- _Entries shown_:
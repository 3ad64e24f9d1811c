//! Generation loop and termination policy.
//!
//! One generation draws the differential weight from the root stream,
//! splits the stream into one child per candidate, builds every trial
//! vector in parallel, evaluates the trials, keeps each trial that strictly
//! improves on its parent, recomputes the best candidate and joins the
//! children back into the next root stream.

use std::fmt;

use ndarray::{Array1, Array2};
use rand::Rng;
use serde::{Deserialize, Serialize};

use crate::argmin::{argmin, improves};
use crate::crossover_binomial::binomial_crossover;
use crate::error::{CalibrationError, Result};
use crate::mutant_best_or_rand1::mutant_best_or_rand1;
use crate::parallel_eval::{evaluate_trials, map_streams};
use crate::population::{Bounds, Population};
use crate::stream::RngStream;
use crate::CalibrationConfig;

/// Why the search stopped.
#[derive(Debug, Clone, Copy, PartialEq, Eq, Serialize, Deserialize)]
pub enum Status {
    /// The generation cap was hit.
    MaxIterationsReached,
    /// The evaluation budget was used up.
    MaxEvaluationsReached,
    /// The best error reached the target.
    TargetReached,
}

impl fmt::Display for Status {
    fn fmt(&self, f: &mut fmt::Formatter<'_>) -> fmt::Result {
        let s = match self {
            Status::MaxIterationsReached => "maximum iterations reached",
            Status::MaxEvaluationsReached => "maximum evaluations reached",
            Status::TargetReached => "target error reached",
        };
        f.write_str(s)
    }
}

/// State handed to the observer after initialization and each generation.
pub struct GenerationSnapshot<'a> {
    /// Generations completed so far (0 right after initialization).
    pub generation: usize,
    /// Objective evaluations used so far.
    pub evaluations: usize,
    /// Trials accepted in this generation.
    pub accepted: usize,
    /// The population at the end of the generation.
    pub population: &'a Population,
}

impl GenerationSnapshot<'_> {
    /// Current best error.
    pub fn best_fitness(&self) -> f64 {
        self.population.best_fitness()
    }

    /// Index of the current best candidate.
    pub fn best_index(&self) -> usize {
        self.population.best_index()
    }
}

/// Result of a search over the free variables.
#[derive(Clone)]
pub struct OptimizationReport {
    /// Best free-variable vector.
    pub x: Array1<f64>,
    /// Objective value of `x`.
    pub fun: f64,
    /// Why the search stopped.
    pub status: Status,
    /// Number of generations run.
    pub nit: usize,
    /// Number of objective evaluations used.
    pub nfev: usize,
    /// Final population matrix (NP x n).
    pub population: Array2<f64>,
    /// Fitness values for each population member.
    pub population_energies: Array1<f64>,
}

impl fmt::Debug for OptimizationReport {
    fn fmt(&self, f: &mut fmt::Formatter<'_>) -> fmt::Result {
        f.debug_struct("OptimizationReport")
            .field("x", &format!("len={}", self.x.len()))
            .field("fun", &self.fun)
            .field("status", &self.status)
            .field("nit", &self.nit)
            .field("nfev", &self.nfev)
            .field(
                "population",
                &format!("{}x{}", self.population.nrows(), self.population.ncols()),
            )
            .finish()
    }
}

/// Differential evolution over a box of free variables.
///
/// Use [`Optimizer::new`] to create an instance, then call
/// [`run`](Self::run).
pub struct Optimizer<'a, F>
where
    F: Fn(&Array1<f64>) -> f64 + Sync,
{
    func: &'a F,
    bounds: Bounds,
    config: CalibrationConfig,
}

impl<'a, F> Optimizer<'a, F>
where
    F: Fn(&Array1<f64>) -> f64 + Sync,
{
    /// Creates an optimizer for `func` over `bounds`.
    ///
    /// # Errors
    ///
    /// Returns `NoFreeVariables` for empty bounds, `DimensionMismatch` if the
    /// lower and upper arrays differ in length, `InvalidBounds` for an
    /// inverted or non-finite pair, and any error of
    /// [`CalibrationConfig::validate`].
    pub fn new(func: &'a F, bounds: Bounds, config: CalibrationConfig) -> Result<Self> {
        if bounds.lower.len() != bounds.upper.len() {
            return Err(CalibrationError::DimensionMismatch {
                expected: bounds.lower.len(),
                got: bounds.upper.len(),
            });
        }
        if bounds.dim() == 0 {
            return Err(CalibrationError::NoFreeVariables);
        }
        for (index, (&lower, &upper)) in bounds.lower.iter().zip(bounds.upper.iter()).enumerate() {
            if !(lower.is_finite() && upper.is_finite() && lower <= upper) {
                return Err(CalibrationError::InvalidBounds {
                    index,
                    lower,
                    upper,
                });
            }
        }
        config.validate()?;

        Ok(Self {
            func,
            bounds,
            config,
        })
    }

    /// Run the search and return a report.
    ///
    /// With `parallel.num_threads` set, the run happens on a dedicated rayon
    /// pool of that size.
    pub fn run(&mut self) -> OptimizationReport {
        if let Some(n) = self.config.parallel.num_threads {
            match rayon::ThreadPoolBuilder::new().num_threads(n).build() {
                Ok(pool) => return pool.install(|| self.run_generations()),
                Err(e) => log::warn!("could not build a {}-thread pool, using the global one: {}", n, e),
            }
        }
        self.run_generations()
    }

    fn run_generations(&mut self) -> OptimizationReport {
        let npop = self.config.mutation.population_size;
        let termination = self.config.termination;

        log::info!(
            "calibration start: {} free dimensions, population={}, max_evaluations={}, seed={:#x}",
            self.bounds.dim(),
            npop,
            termination.max_evaluations,
            self.config.seed
        );

        let (mut pop, mut rng) = Population::initialize(
            &self.bounds,
            RngStream::new(self.config.seed),
            npop,
            self.func,
            &self.config.parallel,
        );
        let mut nfev = npop;
        let mut nit = 0usize;
        self.notify(nit, nfev, 0, &pop);

        let status = loop {
            if let Some(status) = self.termination_status(nit, nfev, pop.best_fitness()) {
                break status;
            }

            let (next, accepted) = self.step(&mut pop, rng);
            rng = next;
            nfev += npop;
            nit += 1;

            if self.config.print_interval > 0 && nit % self.config.print_interval == 0 {
                log::debug!(
                    "generation {:5}: best_f={:.6e} at {}, accepted={}/{}, nfev={}",
                    nit,
                    pop.best_fitness(),
                    pop.best_index(),
                    accepted,
                    npop,
                    nfev
                );
            }
            self.notify(nit, nfev, accepted, &pop);
        };

        log::info!(
            "calibration finished: {} after {} generations, nfev={}, best_f={:.6e}",
            status,
            nit,
            nfev,
            pop.best_fitness()
        );

        OptimizationReport {
            x: pop.best_candidate().to_owned(),
            fun: pop.best_fitness(),
            status,
            nit,
            nfev,
            population: pop.candidates,
            population_energies: pop.fitness,
        }
    }

    /// Checked before every generation; the target wins over the budget,
    /// the budget over the generation cap.
    fn termination_status(&self, nit: usize, nfev: usize, best: f64) -> Option<Status> {
        let t = &self.config.termination;
        if best <= t.target_error {
            Some(Status::TargetReached)
        } else if nfev >= t.max_evaluations {
            Some(Status::MaxEvaluationsReached)
        } else if nit >= t.max_iterations {
            Some(Status::MaxIterationsReached)
        } else {
            None
        }
    }

    /// Runs one generation in place and returns the next root stream and the
    /// number of accepted trials. Costs exactly `NP` evaluations.
    fn step(&self, pop: &mut Population, mut rng: RngStream) -> (RngStream, usize) {
        let m = &self.config.mutation;
        let f = m.f_min + (m.f_max - m.f_min) * rng.random::<f64>();
        let cr = m.crossover_rate;
        let mut streams = rng.split(pop.size());

        let candidates = &pop.candidates;
        let best = pop.best;
        let bounds = &self.bounds;
        let trials = map_streams(&mut streams, &self.config.parallel, |i, local| {
            let mutant = mutant_best_or_rand1(i, candidates, best, f, local);
            binomial_crossover(candidates.row(i), &mutant, bounds, cr, local)
        });
        let trial_fitness = evaluate_trials(&trials, self.func, &self.config.parallel);

        let mut accepted = 0usize;
        for (i, (trial, fitness)) in trials.into_iter().zip(trial_fitness).enumerate() {
            if improves(fitness, pop.fitness[i]) {
                pop.candidates.row_mut(i).assign(&trial);
                pop.fitness[i] = fitness;
                accepted += 1;
            }
        }
        let (best, _) = argmin(&pop.fitness);
        pop.best = best;

        (RngStream::join(&streams), accepted)
    }

    fn notify(&mut self, generation: usize, evaluations: usize, accepted: usize, pop: &Population) {
        if let Some(cb) = self.config.callback.as_mut() {
            cb(&GenerationSnapshot {
                generation,
                evaluations,
                accepted,
                population: pop,
            });
        }
    }
}
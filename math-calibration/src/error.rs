//! Error types for parameter calibration.
//!
//! The search itself is total: every draw, repair and reduction produces a
//! value. Errors are only raised while validating what the caller hands in,
//! before any objective evaluation happens.

use thiserror::Error;

/// Errors that can occur while setting up a calibration run.
#[derive(Debug, Error)]
pub enum CalibrationError {
    /// A lower bound exceeds its upper bound, or a bound is not finite.
    #[error("invalid bounds for variable {index}: lower ({lower}) > upper ({upper}) or not finite")]
    InvalidBounds {
        /// Position of the variable in the full input vector
        index: usize,
        /// The lower bound value
        lower: f64,
        /// The upper bound value
        upper: f64,
    },

    /// Population size is too small (must be >= 4).
    #[error("population size ({pop_size}) must be >= 4")]
    PopulationTooSmall {
        /// The invalid population size
        pop_size: usize,
    },

    /// Crossover rate is out of valid range [0, 1].
    #[error("invalid crossover rate: {rate} (must be in [0, 1])")]
    InvalidCrossoverRate {
        /// The invalid crossover rate
        rate: f64,
    },

    /// Differential weight range is empty or leaves [0, 2].
    #[error("invalid differential weight range: [{min}, {max}] (must satisfy 0 <= min <= max <= 2)")]
    InvalidDifferentialWeight {
        /// Lower end of the range
        min: f64,
        /// Upper end of the range
        max: f64,
    },

    /// The search was asked to run over zero free dimensions.
    #[error("no free variables to optimize")]
    NoFreeVariables,

    /// A free-variable vector does not match the number of free variables.
    #[error("free vector dimension mismatch: expected {expected}, got {got}")]
    DimensionMismatch {
        /// Expected dimension
        expected: usize,
        /// Actual dimension provided
        got: usize,
    },
}

/// A specialized `Result` type for calibration operations.
pub type Result<T> = std::result::Result<T, CalibrationError>;

impl CalibrationError {
    /// Returns `true` if this is a bounds-related error.
    pub fn is_bounds_error(&self) -> bool {
        matches!(self, CalibrationError::InvalidBounds { .. })
    }

    /// Returns `true` if this is a configuration-related error.
    ///
    /// This includes `PopulationTooSmall`, `InvalidCrossoverRate`
    /// and `InvalidDifferentialWeight`.
    pub fn is_config_error(&self) -> bool {
        matches!(
            self,
            CalibrationError::PopulationTooSmall { .. }
                | CalibrationError::InvalidCrossoverRate { .. }
                | CalibrationError::InvalidDifferentialWeight { .. }
        )
    }

    /// Returns `true` if this is a dimension mismatch error.
    pub fn is_dimension_error(&self) -> bool {
        matches!(
            self,
            CalibrationError::DimensionMismatch { .. } | CalibrationError::NoFreeVariables
        )
    }
}
use ndarray::{Array1, Array2, Axis};
use rayon::prelude::*;
use serde::{Deserialize, Serialize};

use crate::stream::RngStream;

/// Parallel evaluation configuration
#[derive(Debug, Clone, Serialize, Deserialize)]
pub struct ParallelConfig {
    /// Enable parallel evaluation
    pub enabled: bool,
    /// Number of threads to use (None = use rayon default)
    pub num_threads: Option<usize>,
}

impl Default for ParallelConfig {
    fn default() -> Self {
        Self {
            enabled: true,
            num_threads: None, // Use rayon's default (typically num_cpus)
        }
    }
}

/// Evaluate every row of `population`.
///
/// Each row is evaluated exactly once; the result at index `i` belongs to
/// row `i` whatever the evaluation order.
pub fn evaluate_population<F>(
    population: &Array2<f64>,
    eval_fn: &F,
    config: &ParallelConfig,
) -> Array1<f64>
where
    F: Fn(&Array1<f64>) -> f64 + Sync,
{
    let npop = population.nrows();

    if !config.enabled || npop < 4 {
        return population
            .axis_iter(Axis(0))
            .map(|row| eval_fn(&row.to_owned()))
            .collect();
    }

    let results = (0..npop)
        .into_par_iter()
        .map(|i| eval_fn(&population.row(i).to_owned()))
        .collect::<Vec<f64>>();

    Array1::from_vec(results)
}

/// Evaluate trial vectors, one result per trial, in trial order.
pub fn evaluate_trials<F>(trials: &[Array1<f64>], eval_fn: &F, config: &ParallelConfig) -> Vec<f64>
where
    F: Fn(&Array1<f64>) -> f64 + Sync,
{
    if !config.enabled || trials.len() < 4 {
        return trials.iter().map(eval_fn).collect();
    }

    trials.par_iter().map(eval_fn).collect()
}

/// Run `task` once per stream, handing it the stream's index and exclusive
/// ownership of the stream for the duration of the call.
///
/// Results come back in stream order.
pub(crate) fn map_streams<T, G>(
    streams: &mut [RngStream],
    config: &ParallelConfig,
    task: G,
) -> Vec<T>
where
    T: Send,
    G: Fn(usize, &mut RngStream) -> T + Sync + Send,
{
    if !config.enabled || streams.len() < 4 {
        return streams
            .iter_mut()
            .enumerate()
            .map(|(i, rng)| task(i, rng))
            .collect();
    }

    streams
        .par_iter_mut()
        .enumerate()
        .map(|(i, rng)| task(i, rng))
        .collect()
}
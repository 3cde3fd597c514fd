use crate::dispatch::Operation;
use hostwire_core::ProviderError;
use std::error::Error as StdError;
use std::path::PathBuf;
use thiserror::Error;

/// Required-field failures found while validating a descriptor.
#[derive(Debug, Error)]
pub enum ValidationError {
    #[error("Missing command (HOSTWIRE_COMMAND)")]
    MissingCommand,
    #[error("Missing provider config file (HOSTWIRE_PROVIDER_CONFIG_FILE)")]
    MissingConfigFile,
    #[error("Error accessing config file {}", .path.display())]
    ConfigFileAccess {
        path: PathBuf,
        #[source]
        source: std::io::Error,
    },
    #[error("Missing controller ID (HOSTWIRE_CONTROLLER_ID)")]
    MissingControllerId,
    #[error("Missing pool ID (HOSTWIRE_POOL_ID)")]
    MissingPoolId,
    #[error("Missing instance ID (HOSTWIRE_INSTANCE_ID)")]
    MissingInstanceId,
    #[error("Missing bootstrap params name")]
    MissingBootstrapParams,
    #[error("Unknown command: {0}")]
    UnknownCommand(String),
}

/// Failures reading the create-instance payload from stdin.
#[derive(Debug, Error)]
pub enum BootstrapError {
    #[error("Failed to read bootstrap params from stdin")]
    Read(#[source] std::io::Error),
    #[error("Failed to decode bootstrap params")]
    Decode(#[source] serde_json::Error),
}

/// Any failure of a single provider invocation.
#[derive(Debug, Error)]
pub enum ExecutionError {
    #[error("Unsupported interface version: {0}")]
    UnsupportedInterfaceVersion(String),
    #[error("Failed to get bootstrap params")]
    Bootstrap(#[from] BootstrapError),
    #[error("Failed to validate execution environment")]
    Validation(#[from] ValidationError),
    #[error("Failed to {operation}")]
    Provider {
        operation: Operation,
        #[source]
        source: ProviderError,
    },
    #[error("Cancelled while waiting to {operation}")]
    Cancelled { operation: Operation },
    #[error("Cancelled while reading the execution environment")]
    ResolveCancelled,
    #[error("Execution environment reader stopped unexpectedly")]
    ResolveTask(#[source] tokio::task::JoinError),
    #[error("Failed to marshal response")]
    Serialize(#[from] serde_json::Error),
    #[error("Invalid command: {0}")]
    InvalidCommand(String),
}

pub type ExecutionResult<T> = std::result::Result<T, ExecutionError>;

/// Renders an error followed by each of its sources, separated by `: `.
pub fn render_error_chain(err: &(dyn StdError + 'static)) -> String {
    let mut rendered = err.to_string();
    let mut current = err.source();
    while let Some(cause) = current {
        rendered.push_str(": ");
        rendered.push_str(&cause.to_string());
        current = cause.source();
    }
    rendered
}
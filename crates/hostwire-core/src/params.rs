use serde::{Deserialize, Serialize};

#[derive(Debug, Clone, Copy, Default, PartialEq, Eq, Serialize, Deserialize)]
#[serde(rename_all = "snake_case")]
pub enum InstanceStatus {
    Running,
    Stopped,
    Error,
    PendingCreate,
    Creating,
    PendingDelete,
    PendingForceDelete,
    Deleting,
    Deleted,
    #[default]
    #[serde(other)]
    Unknown,
}

#[derive(Debug, Clone, Copy, Default, PartialEq, Eq, Serialize, Deserialize)]
#[serde(rename_all = "snake_case")]
pub enum OsType {
    Linux,
    Windows,
    #[default]
    #[serde(other)]
    Unknown,
}

#[derive(Debug, Clone, Copy, Default, PartialEq, Eq, Serialize, Deserialize)]
pub enum OsArch {
    #[serde(rename = "amd64")]
    Amd64,
    #[serde(rename = "386")]
    I386,
    #[serde(rename = "arm")]
    Arm,
    #[serde(rename = "arm64")]
    Arm64,
    #[default]
    #[serde(rename = "unknown", other)]
    Unknown,
}

#[derive(Debug, Clone, Copy, Default, PartialEq, Eq, Serialize, Deserialize)]
#[serde(rename_all = "snake_case")]
pub enum AddressType {
    Public,
    #[default]
    Private,
}

#[derive(Debug, Clone, Default, PartialEq, Eq, Serialize, Deserialize)]
pub struct Address {
    pub address: String,
    #[serde(rename = "type", default)]
    pub address_type: AddressType,
}

/// Artifact the instance downloads while bootstrapping.
#[derive(Debug, Clone, Default, PartialEq, Eq, Serialize, Deserialize)]
#[serde(default)]
pub struct ToolDownload {
    pub os: String,
    pub architecture: String,
    pub download_url: String,
    pub filename: String,
    pub sha256_checksum: String,
    pub temp_download_token: String,
}

#[derive(Debug, Clone, Default, PartialEq, Eq, Serialize, Deserialize)]
#[serde(default)]
pub struct UserDataOptions {
    pub disable_updates_on_boot: bool,
    pub extra_packages: Vec<String>,
    pub enable_boot_debug: bool,
}

/// Everything a provider needs to create one instance. Delivered on stdin
/// for the create command.
#[derive(Debug, Clone, Default, PartialEq, Serialize, Deserialize)]
#[serde(default)]
pub struct BootstrapInstance {
    pub name: String,
    pub tools: Vec<ToolDownload>,
    pub repo_url: String,
    pub callback_url: String,
    pub metadata_url: String,
    pub instance_token: String,
    pub ssh_keys: Vec<String>,
    /// Pool-level provider specific settings, passed through untouched.
    pub extra_specs: serde_json::Value,
    pub runner_group: String,
    #[serde(with = "base64_bytes")]
    pub ca_cert_bundle: Vec<u8>,
    pub os_arch: OsArch,
    pub os_type: OsType,
    pub flavor: String,
    pub image: String,
    pub labels: Vec<String>,
    pub pool_id: String,
    pub user_data_options: UserDataOptions,
    pub jit_config_enabled: bool,
}

/// Instance record as reported by a provider.
#[derive(Debug, Clone, Default, PartialEq, Eq, Serialize, Deserialize)]
#[serde(default)]
pub struct ProviderInstance {
    pub provider_id: String,
    pub name: String,
    pub os_type: OsType,
    pub os_name: String,
    pub os_version: String,
    pub os_arch: OsArch,
    pub addresses: Vec<Address>,
    pub status: InstanceStatus,
    #[serde(with = "base64_bytes")]
    pub provider_fault: Vec<u8>,
}

/// Byte fields travel as standard base64 strings; `null` decodes to empty.
mod base64_bytes {
    use base64::engine::general_purpose::STANDARD;
    use base64::Engine;
    use serde::{Deserialize, Deserializer, Serializer};

    pub fn serialize<S: Serializer>(bytes: &[u8], serializer: S) -> Result<S::Ok, S::Error> {
        serializer.serialize_str(&STANDARD.encode(bytes))
    }

    pub fn deserialize<'de, D: Deserializer<'de>>(deserializer: D) -> Result<Vec<u8>, D::Error> {
        let encoded: Option<String> = Option::deserialize(deserializer)?;
        match encoded {
            Some(text) => STANDARD
                .decode(text.as_bytes())
                .map_err(serde::de::Error::custom),
            None => Ok(Vec::new()),
        }
    }
}
//! Execution protocol spoken between a controller and an external provider
//! binary.
//!
//! The controller runs the provider as a subprocess. The command and its
//! parameters arrive through `HOSTWIRE_*` environment variables (plus a JSON
//! [`BootstrapInstance`](hostwire_core::BootstrapInstance) on stdin for
//! `CreateInstance`); the provider answers with a JSON payload on stdout and
//! an exit code classifying any failure.

pub mod command;
pub mod common;
pub mod dispatch;
pub mod environment;
pub mod error;
pub mod exit;
pub mod provider;
pub mod runner;
pub mod v010;
pub mod v011;
pub mod version;

#[cfg(test)]
mod test_support;

pub use command::Command;
pub use dispatch::Operation;
pub use environment::{Descriptor, Environment};
pub use error::{BootstrapError, ExecutionError, ExecutionResult, ValidationError};
pub use exit::{
    exit_code_for, resolve_error_to_exit_code, EXIT_CODE_DUPLICATE, EXIT_CODE_FAILURE,
    EXIT_CODE_NOT_FOUND, EXIT_CODE_SUCCESS,
};
pub use provider::ExternalProvider;
pub use runner::{init_tracing, run_provider, RunnerConfig};
pub use v010::EnvironmentV010;
pub use v011::EnvironmentV011;
pub use version::InterfaceVersion;
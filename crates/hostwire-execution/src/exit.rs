use hostwire_core::{classify, ErrorClass};
use std::error::Error as StdError;

pub const EXIT_CODE_SUCCESS: i32 = 0;
pub const EXIT_CODE_FAILURE: i32 = 1;
/// The entity the command referred to does not exist.
pub const EXIT_CODE_NOT_FOUND: i32 = 30;
/// The entity the command would create already exists.
pub const EXIT_CODE_DUPLICATE: i32 = 31;

/// Maps the outcome of an invocation to the process exit code.
pub fn resolve_error_to_exit_code(err: Option<&(dyn StdError + 'static)>) -> i32 {
    match err {
        None => EXIT_CODE_SUCCESS,
        Some(err) => match classify(err) {
            ErrorClass::NotFound => EXIT_CODE_NOT_FOUND,
            ErrorClass::Duplicate => EXIT_CODE_DUPLICATE,
            ErrorClass::Other => EXIT_CODE_FAILURE,
        },
    }
}

pub fn exit_code_for<T, E>(result: &Result<T, E>) -> i32
where
    E: StdError + 'static,
{
    match result {
        Ok(_) => EXIT_CODE_SUCCESS,
        Err(err) => resolve_error_to_exit_code(Some(err)),
    }
}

- _About this exercise_: Would you copy, unchanged, the stretch of the records above that begins at the line containing "trials.par_iter().map(eval_fn).collect()" and ends at the line containing "in stream order.", and only that?

- _Completed task_:
    trials.par_iter().map(eval_fn).collect()
}

/// Run `task` once per stream, handing it the stream's index and exclusive
/// ownership of the stream for the duration of the call.
///
/// Results come back in stream order.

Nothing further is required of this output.